Quotes by: Samuel R. Delany
|Samuel R. Delany
at Kelly Writers House (2016)
||Samuel Ray Delany, Jr.
April 1, 1942
New York City, New York, USA
||K. Leslie Steiner, S. L. Kermit
||Writer, editor, professor, literary critic
||Dalton School; Bronx High School of Science
||City College of New York
||Science fiction, fantasy, autobiography, creative nonfiction, erotic literature, literary criticism
||Science fiction, Lesbian and gay studies
||Nova, Babel-17, Dhalgren, Hogg, The Einstein Intersection
Nebula Award (4)
Hugo Award (2)
Stonewall Book Award (1)
Lambda Award (2)
||Marilyn Hacker (1961–1980)
||Dennis Rickett (1991–present)
I think a 23-page ordinary comic is an investment for the artist, but if you're doing something 60 to 104 pages, that's a really big investment for an artist. So unless you've got someone who wants to pay you while you're doing it or up front, it's kind hard to get someone to do that with you, unless you're the artist yourself.
I spend a lot of time thinking, if not daydreaming. People think of me as a genre writer, and a genre writer is supposed to be prolific. Since that's how people perceive me, they have to say I'm prolific. But I don't find that either complimentary or accurate.
A number of things in 'Dhalgren' are just meant to function as mysteries. They're mysteries when the book begins, and they're mysteries when the book ends.
Linguistics is very much a science. It's a human science, one of the human sciences. And it's one of the more interesting human sciences.
All too often, when creative people pick out someone else's creative work as an inspiration, what they end up with is very, very far from the original.
One of the more depressing things about reading your fiction 25 years later, or 10 years later, is you realize the only things going on are things you made go on. Strange and interesting and new and wonderful things don't happen. It's the book you wrote; that's all.
How we treat our invalids - our mad, our physically or mentally compromised family members - does tell you something about who we are politically, historically, culturally.
The reason for privacy is not so that people will not know you go to the bathroom. It's to allow certain things to go on that you don't want other people to know about, when all is said and done. But the things I don't want other people to know about are not my sex life.
I grew up in Harlem, a block away from what was then the most crowded block in New York City, according to the 1950 census. Something like ten thousand people lived in one city block.
I want to read about a character doing something fairly quiet where I can picture who the character is, and what their attitude towards the world is - which I'm a lot more interested in than what they do under the pressure of a gunfight.

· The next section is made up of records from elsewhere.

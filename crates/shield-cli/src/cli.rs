use clap::{Args, Parser, Subcommand};
use shield_core::ElementType;
use std::path::PathBuf;

#[derive(Parser)]
#[command(
    name = "shield",
    version,
    about = "Ingest and condition headset EEG recordings",
    long_about = "Load headset EEG recordings of unknown binary layout, band-pass and notch filter them \
                  with zero phase, and repair amplitude artifacts."
)]
pub struct Cli {
    #[command(subcommand)]
    pub command: Command,

    /// Increase verbosity (-v, -vv)
    #[arg(short, long, action = clap::ArgAction::Count, global = true)]
    pub verbose: u8,
}

#[derive(Subcommand)]
pub enum Command {
    /// Condition a recording and write the cleaned signal
    Run(RunArgs),
    /// Show the files, metadata and inferred layout of a recording
    Inspect(InspectArgs),
    /// List recording directories under a dataset root
    List(ListArgs),
    /// Write a synthetic recording
    Synth(SynthArgs),
}

#[derive(Args)]
pub struct RunArgs {
    /// Recording directory
    pub recording: PathBuf,

    /// Output file (default: <recording>/eeg_cleaned.json)
    #[arg(long)]
    pub out: Option<PathBuf>,

    /// Pipeline configuration (JSON)
    #[arg(long)]
    pub config: Option<PathBuf>,

    /// Lower band edge in Hz
    #[arg(long)]
    pub low: Option<f64>,

    /// Upper band edge in Hz
    #[arg(long)]
    pub high: Option<f64>,

    /// Butterworth order
    #[arg(long)]
    pub order: Option<usize>,

    /// Notch frequency in Hz
    #[arg(long, conflicts_with = "no_notch")]
    pub notch: Option<f64>,

    /// Skip the notch stage
    #[arg(long)]
    pub no_notch: bool,

    /// Notch quality factor
    #[arg(long)]
    pub quality: Option<f64>,

    /// Artifact z-score threshold
    #[arg(long)]
    pub z_threshold: Option<f64>,

    /// Sample rate in Hz, overriding the metadata
    #[arg(long)]
    pub sample_rate: Option<f64>,

    /// Element type (float32, int16, int32), overriding the metadata
    #[arg(long)]
    pub dtype: Option<ElementType>,

    /// Channel count, overriding the metadata
    #[arg(long)]
    pub channels: Option<usize>,

    /// Omit the cleaned samples from the output
    #[arg(long)]
    pub summary_only: bool,
}

#[derive(Args)]
pub struct InspectArgs {
    /// Recording directory
    pub recording: PathBuf,
}

#[derive(Args)]
pub struct ListArgs {
    /// Dataset root holding a `recording` folder
    pub root: PathBuf,
}

#[derive(Args)]
pub struct SynthArgs {
    /// Dataset root to write into
    pub root: PathBuf,

    /// Number of channels
    #[arg(long, default_value_t = 8)]
    pub channels: usize,

    /// Recording length in seconds
    #[arg(long, default_value_t = 10.0)]
    pub seconds: f64,

    /// Sample rate in Hz
    #[arg(long, default_value_t = 250.0)]
    pub sample_rate: f64,

    /// Mains frequency to inject
    #[arg(long, default_value_t = 50.0)]
    pub line_hz: f64,

    /// Random seed
    #[arg(long, default_value_t = 42)]
    pub seed: u64,
}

'Dhalgren' is the kind of book in which you can look for pretty much anything you want. I tried to put as much into it as I could at the time.
The idea that certain things in life - and in the universe - don't yield up their secrets is something that requires a slightly more mature reader to accept.
It looks like the writer is telling you a story. What the writer is actually doing, however, is using words to evoke a series of micromemories from your own experience that inmix, join, and connect in your mind in an order the writer controls, so that, in effect, you have a sustained memory of something that never happened to you.
However much, as readers, we lose ourselves in a novel or story, fiction itself is an experience on the order of memory -not on the order of actual occurrence.
I'm not about either entertaining or instructing. The entertaining and instructing are secondary fallout from the fundamental thing, which is basically to create an aesthetic object.
My family trained me to be polite to people I had just met, and that included strangers. You speak when you're spoken to. You look people in the eye when they address you and when you address them back.
I think of myself as someone who thinks largely through writing. Thus I write more than most people, and I write in many different forms. I think of myself as the kind of person who writes, rather than as one kind of writer or another.
I think of myself as a very lazy writer, though other people see it differently.
Science fiction isn't just thinking about the world out there. It's also thinking about how that world might be - a particularly important exercise for those who are oppressed, because if they're going to change the world we live in, they - and all of us - have to be able to think about a world that works differently.
I shall always be able to come up with new fantasies. As long as there are people walking around in the street, as long as I have books to read and windows to look out of, I'm not going to use them up.